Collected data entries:

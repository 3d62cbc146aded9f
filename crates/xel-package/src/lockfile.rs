//! Package lockfile (xel.lock) for reproducible installs
//!
//! The lockfile is a flat JSON object mapping a dependency name to the exact
//! source it was installed from:
//!
//! ```json
//! {
//!   "http": {
//!     "algorithm": "sha256",
//!     "hash": "9f86d0...",
//!     "url": "https://cdn.example.com/http-1.2.0.tar.gz",
//!     "version": "1.2.0"
//!   }
//! }
//! ```

use crate::Result;
use serde::{Deserialize, Serialize};
use std::collections::BTreeMap;
use std::path::{Path, PathBuf};
use std::sync::{Mutex, MutexGuard};

/// File name of the lockfile, stored next to `xel.json`
pub const LOCKFILE_NAME: &str = "xel.lock";

/// Lockfile path for a manifest path
pub fn lockfile_path_for(manifest_path: &Path) -> PathBuf {
    manifest_path
        .parent()
        .unwrap_or_else(|| Path::new("."))
        .join(LOCKFILE_NAME)
}

/// Exact source of an installed dependency
#[derive(Debug, Clone, Serialize, Deserialize, PartialEq, Eq)]
pub struct LockedSource {
    pub algorithm: String,
    pub hash: String,
    pub url: String,
    pub version: String,
}

/// Lockfile structure (xel.lock)
#[derive(Debug, Clone, Default, Serialize, Deserialize, PartialEq, Eq)]
#[serde(transparent)]
pub struct Lockfile {
    entries: BTreeMap<String, LockedSource>,
}

impl Lockfile {
    pub fn new() -> Self {
        Self::default()
    }

    /// Parse lockfile from a JSON string
    #[allow(clippy::should_implement_trait)]
    pub fn from_str(content: &str) -> Result<Self> {
        if content.trim().is_empty() {
            return Ok(Self::new());
        }
        Ok(serde_json::from_str(content)?)
    }

    /// Load a lockfile; a missing file is an empty lockfile
    pub fn load(path: &Path) -> Result<Self> {
        match std::fs::read_to_string(path) {
            Ok(content) => Self::from_str(&content),
            Err(e) if e.kind() == std::io::ErrorKind::NotFound => Ok(Self::new()),
            Err(e) => Err(e.into()),
        }
    }

    /// Serialize to pretty JSON
    pub fn to_string(&self) -> Result<String> {
        Ok(serde_json::to_string_pretty(self)?)
    }

    /// Rewrite the whole lockfile
    pub fn save(&self, path: &Path) -> Result<()> {
        std::fs::write(path, self.to_string()?)?;
        Ok(())
    }

    pub fn get(&self, name: &str) -> Option<&LockedSource> {
        self.entries.get(name)
    }

    /// Pin a dependency, replacing any previous pin
    pub fn set(&mut self, name: impl Into<String>, source: LockedSource) {
        self.entries.insert(name.into(), source);
    }

    pub fn remove(&mut self, name: &str) -> Option<LockedSource> {
        self.entries.remove(name)
    }

    pub fn contains(&self, name: &str) -> bool {
        self.entries.contains_key(name)
    }

    pub fn len(&self) -> usize {
        self.entries.len()
    }

    pub fn is_empty(&self) -> bool {
        self.entries.is_empty()
    }

    pub fn iter(&self) -> impl Iterator<Item = (&str, &LockedSource)> {
        self.entries.iter().map(|(k, v)| (k.as_str(), v))
    }
}

#[derive(Debug)]
struct StoredLockfile {
    lockfile: Lockfile,
    dirty: bool,
}

/// Every lockfile touched by one install session.
///
/// Lockfiles are loaded once, updated in memory, and written by a single
/// [`flush`](LockfileStore::flush) at the end of the session.
#[derive(Debug, Default)]
pub struct LockfileStore {
    files: Mutex<BTreeMap<PathBuf, StoredLockfile>>,
}

impl LockfileStore {
    pub fn new() -> Self {
        Self::default()
    }

    /// Current contents of the lockfile at `path`, loading it on first use
    pub fn load(&self, path: &Path) -> Result<Lockfile> {
        let mut files = self.lock();
        if let Some(stored) = files.get(path) {
            return Ok(stored.lockfile.clone());
        }
        let lockfile = Lockfile::load(path)?;
        files.insert(
            path.to_path_buf(),
            StoredLockfile {
                lockfile: lockfile.clone(),
                dirty: false,
            },
        );
        Ok(lockfile)
    }

    /// Replace the in-memory lockfile at `path`
    pub fn store(&self, path: &Path, lockfile: Lockfile) {
        let mut files = self.lock();
        match files.get_mut(path) {
            Some(stored) => {
                if stored.lockfile != lockfile {
                    stored.lockfile = lockfile;
                    stored.dirty = true;
                }
            }
            None => {
                files.insert(
                    path.to_path_buf(),
                    StoredLockfile {
                        lockfile,
                        dirty: true,
                    },
                );
            }
        }
    }

    /// Write every changed lockfile
    pub fn flush(&self) -> Result<()> {
        let mut files = self.lock();
        for (path, stored) in files.iter_mut().filter(|(_, s)| s.dirty) {
            stored.lockfile.save(path)?;
            stored.dirty = false;
            tracing::debug!(path = %path.display(), "lockfile written");
        }
        Ok(())
    }

    fn lock(&self) -> MutexGuard<'_, BTreeMap<PathBuf, StoredLockfile>> {
        self.files.lock().unwrap_or_else(|e| e.into_inner())
    }
}

#[cfg(test)]
mod tests {
    use super::*;
    use pretty_assertions::assert_eq;
    use tempfile::TempDir;

    fn source(version: &str) -> LockedSource {
        LockedSource {
            algorithm: "sha256".to_string(),
            hash: "abc123".to_string(),
            url: format!("https://cdn.example.com/foo-{}.tar.gz", version),
            version: version.to_string(),
        }
    }

    #[test]
    fn test_missing_file_is_empty() {
        let temp = TempDir::new().unwrap();
        let lockfile = Lockfile::load(&temp.path().join(LOCKFILE_NAME)).unwrap();
        assert!(lockfile.is_empty());
    }

    #[test]
    fn test_round_trip() {
        let temp = TempDir::new().unwrap();
        let path = temp.path().join(LOCKFILE_NAME);

        let mut lockfile = Lockfile::new();
        lockfile.set("foo", source("1.2.0"));
        lockfile.set("bar", source("0.3.1"));
        lockfile.save(&path).unwrap();

        let loaded = Lockfile::load(&path).unwrap();
        assert_eq!(loaded, lockfile);
        assert_eq!(loaded.get("foo"), Some(&source("1.2.0")));
    }

    #[test]
    fn test_flat_schema() {
        let mut lockfile = Lockfile::new();
        lockfile.set("foo", source("1.0.0"));

        insta::assert_snapshot!(lockfile.to_string().unwrap(), @r###"
        {
          "foo": {
            "algorithm": "sha256",
            "hash": "abc123",
            "url": "https://cdn.example.com/foo-1.0.0.tar.gz",
            "version": "1.0.0"
          }
        }
        "###);
    }

    #[test]
    fn test_remove() {
        let mut lockfile = Lockfile::new();
        lockfile.set("foo", source("1.0.0"));
        assert!(lockfile.remove("foo").is_some());
        assert!(lockfile.remove("foo").is_none());
        assert!(!lockfile.contains("foo"));
    }

    #[test]
    fn test_lockfile_path_for_manifest() {
        assert_eq!(
            lockfile_path_for(Path::new("/proj/xel.json")),
            PathBuf::from("/proj/xel.lock")
        );
    }

    #[test]
    fn test_store_writes_only_changed_files() {
        let temp = TempDir::new().unwrap();
        let touched = temp.path().join("a.lock");
        let untouched = temp.path().join("b.lock");

        let store = LockfileStore::new();
        let mut lockfile = store.load(&touched).unwrap();
        lockfile.set("foo", source("1.0.0"));
        store.store(&touched, lockfile);
        store.load(&untouched).unwrap();
        store.flush().unwrap();

        assert!(touched.exists());
        assert!(!untouched.exists());
        assert!(store.load(&touched).unwrap().contains("foo"));
    }
}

## BRIEF
Each line containing the word "exists" needs to be copied from the data above.

## WRITTEN RESPONSE
        assert!(touched.exists());
        assert!(!untouched.exists());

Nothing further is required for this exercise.